On the other hand, if you read in a DataFrame instead of a single pair of coordinates, then you will want to only use sources from a single galaxy at a time, and you’ll want to have a header containing some form of a source ID, which the code will prompt you to provide (for example, CSC ID). Currently, this code can only handle a single galaxy at a time, but this can be fairly easily updated to search for a galaxy header in the DataFrame in the future.

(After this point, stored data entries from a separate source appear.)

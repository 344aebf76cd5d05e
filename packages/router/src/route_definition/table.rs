use std::{cell::RefCell, collections::HashSet, rc::Rc};

use rustc_hash::FxHashMap;
use tracing::{trace, warn};

use super::{InstanceRegistry, PathPattern, RecordId, RouteConfig, RouteRecord};
use crate::path::clean_path;

/// The path of catch-all entries. They are always tried last.
pub const WILDCARD: &str = "*";

/// The compiled route configuration.
///
/// Holds every [`RouteRecord`] plus the lookup structures the matcher needs: the path list in
/// matching priority order and the path and name maps.
#[derive(Debug, Default)]
pub struct RouteTable {
    records: Vec<Rc<RouteRecord>>,
    path_list: Vec<String>,
    path_map: FxHashMap<String, RecordId>,
    name_map: FxHashMap<String, RecordId>,
}

impl RouteTable {
    /// Build a table from a configuration tree.
    pub fn new(routes: impl IntoIterator<Item = RouteConfig>) -> Self {
        let mut table = Self::default();
        table.append(routes);
        table
    }

    /// Add more entries. Existing paths and names are kept.
    pub fn append(&mut self, routes: impl IntoIterator<Item = RouteConfig>) {
        for route in routes {
            self.add_record(&route, None, None);
        }

        // catch-alls go last, keeping their relative order
        let (wildcards, mut paths): (Vec<_>, Vec<_>) = std::mem::take(&mut self.path_list)
            .into_iter()
            .partition(|path| path == WILDCARD);
        paths.extend(wildcards);
        self.path_list = paths;
    }

    /// All paths, in matching priority order.
    pub fn path_list(&self) -> &[String] {
        &self.path_list
    }

    /// Records in matching priority order.
    pub fn ordered(&self) -> impl Iterator<Item = &Rc<RouteRecord>> {
        self.path_list
            .iter()
            .filter_map(|path| self.path_map.get(path))
            .map(|id| &self.records[id.0])
    }

    pub fn record(&self, id: RecordId) -> Option<&Rc<RouteRecord>> {
        self.records.get(id.0)
    }

    pub fn by_path(&self, path: &str) -> Option<&Rc<RouteRecord>> {
        self.path_map.get(path).and_then(|id| self.record(*id))
    }

    pub fn by_name(&self, name: &str) -> Option<&Rc<RouteRecord>> {
        self.name_map.get(name).and_then(|id| self.record(*id))
    }

    /// `record` and all of its ancestors, outermost first.
    pub fn chain(&self, record: &Rc<RouteRecord>) -> Vec<Rc<RouteRecord>> {
        let mut chain = vec![record.clone()];
        let mut parent = record.parent;
        while let Some(record) = parent.and_then(|id| self.record(id)) {
            chain.push(record.clone());
            parent = record.parent;
        }

        chain.reverse();
        chain
    }

    fn add_record(&mut self, route: &RouteConfig, parent: Option<RecordId>, match_as: Option<String>) {
        let parent_path = parent.and_then(|id| self.record(id)).map(|parent| parent.path.clone());
        let path = normalize_path(
            &route.path,
            parent_path.as_deref(),
            route.path_options.strict,
        );

        let mut options = route.path_options;
        if let Some(sensitive) = route.case_sensitive {
            options.sensitive = sensitive;
        }

        let pattern = match PathPattern::cached(&path, options) {
            Ok(pattern) => {
                let mut seen = HashSet::new();
                for key in pattern.keys() {
                    if !seen.insert(&key.name) {
                        warn!("duplicate param keys in route with path: {path:?}");
                    }
                }
                Some(pattern)
            }
            Err(error) => {
                warn!(%error, "route {path:?} will never match");
                None
            }
        };

        let id = RecordId(self.records.len());
        self.records.push(Rc::new(RouteRecord {
            id,
            path: path.clone(),
            pattern,
            components: RefCell::new(route.components.clone()),
            instances: InstanceRegistry::default(),
            name: route.name.clone(),
            parent,
            match_as: match_as.clone(),
            redirect: route.redirect.clone(),
            before_enter: route.before_enter.clone(),
            meta: route.meta.clone(),
            props: route.props.clone(),
        }));

        if let (Some(name), None) = (&route.name, &route.redirect) {
            let default_child = route
                .children
                .iter()
                .any(|child| child.path.is_empty() || child.path == "/");
            if default_child {
                warn!(
                    "named route {name:?} has a default child route; navigating to it by name \
                     will not render the default child, navigate to the child's name instead"
                );
            }
        }

        for child in &route.children {
            let child_match_as = match_as
                .as_ref()
                .map(|match_as| clean_path(&format!("{match_as}/{}", child.path)));
            self.add_record(child, Some(id), child_match_as);
        }

        for alias in &route.alias {
            if alias == &route.path {
                warn!("found an alias with the same value as the path: {alias:?}, ignoring it");
                continue;
            }

            let alias_route = RouteConfig::new(alias.clone()).children(route.children.clone());
            let canonical = match path.is_empty() {
                true => String::from("/"),
                false => path.clone(),
            };
            self.add_record(&alias_route, parent, Some(canonical));
        }

        if !self.path_map.contains_key(&path) {
            trace!(path = %path, "registering route");
            self.path_list.push(path.clone());
            self.path_map.insert(path.clone(), id);
        }

        if let Some(name) = &route.name {
            if !self.name_map.contains_key(name) {
                self.name_map.insert(name.clone(), id);
            } else if match_as.is_none() {
                warn!("duplicate named routes definition: {name:?} for path {path:?}");
            }
        }
    }
}

/// Resolve a configured path against its parent: drop a trailing slash unless strict, keep
/// absolute paths, prefix relative ones with the parent path.
fn normalize_path(path: &str, parent: Option<&str>, strict: bool) -> String {
    let path = match strict {
        true => path,
        false => path.strip_suffix('/').unwrap_or(path),
    };

    if path.starts_with('/') {
        return path.to_string();
    }

    match parent {
        Some(parent) => clean_path(&format!("{parent}/{path}")),
        None => path.to_string(),
    }
}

The downside of this procedure (as opposed to the manual HLA search) is that if you’re reading in a DataFrame containing all X-ray sources in a galaxy, then you will need to confirm the appropriate HST image for every XRB individually, which can take a lot of time for galaxies with many XRBs. However, you will not need to download the actual FITS files to access them, which saves a ton of memory and makes reading in each image faster. This procedure also saves all of the HST information about the observation that you could need, which is an added bonus that comes in handy when you’re writing a paper on your results!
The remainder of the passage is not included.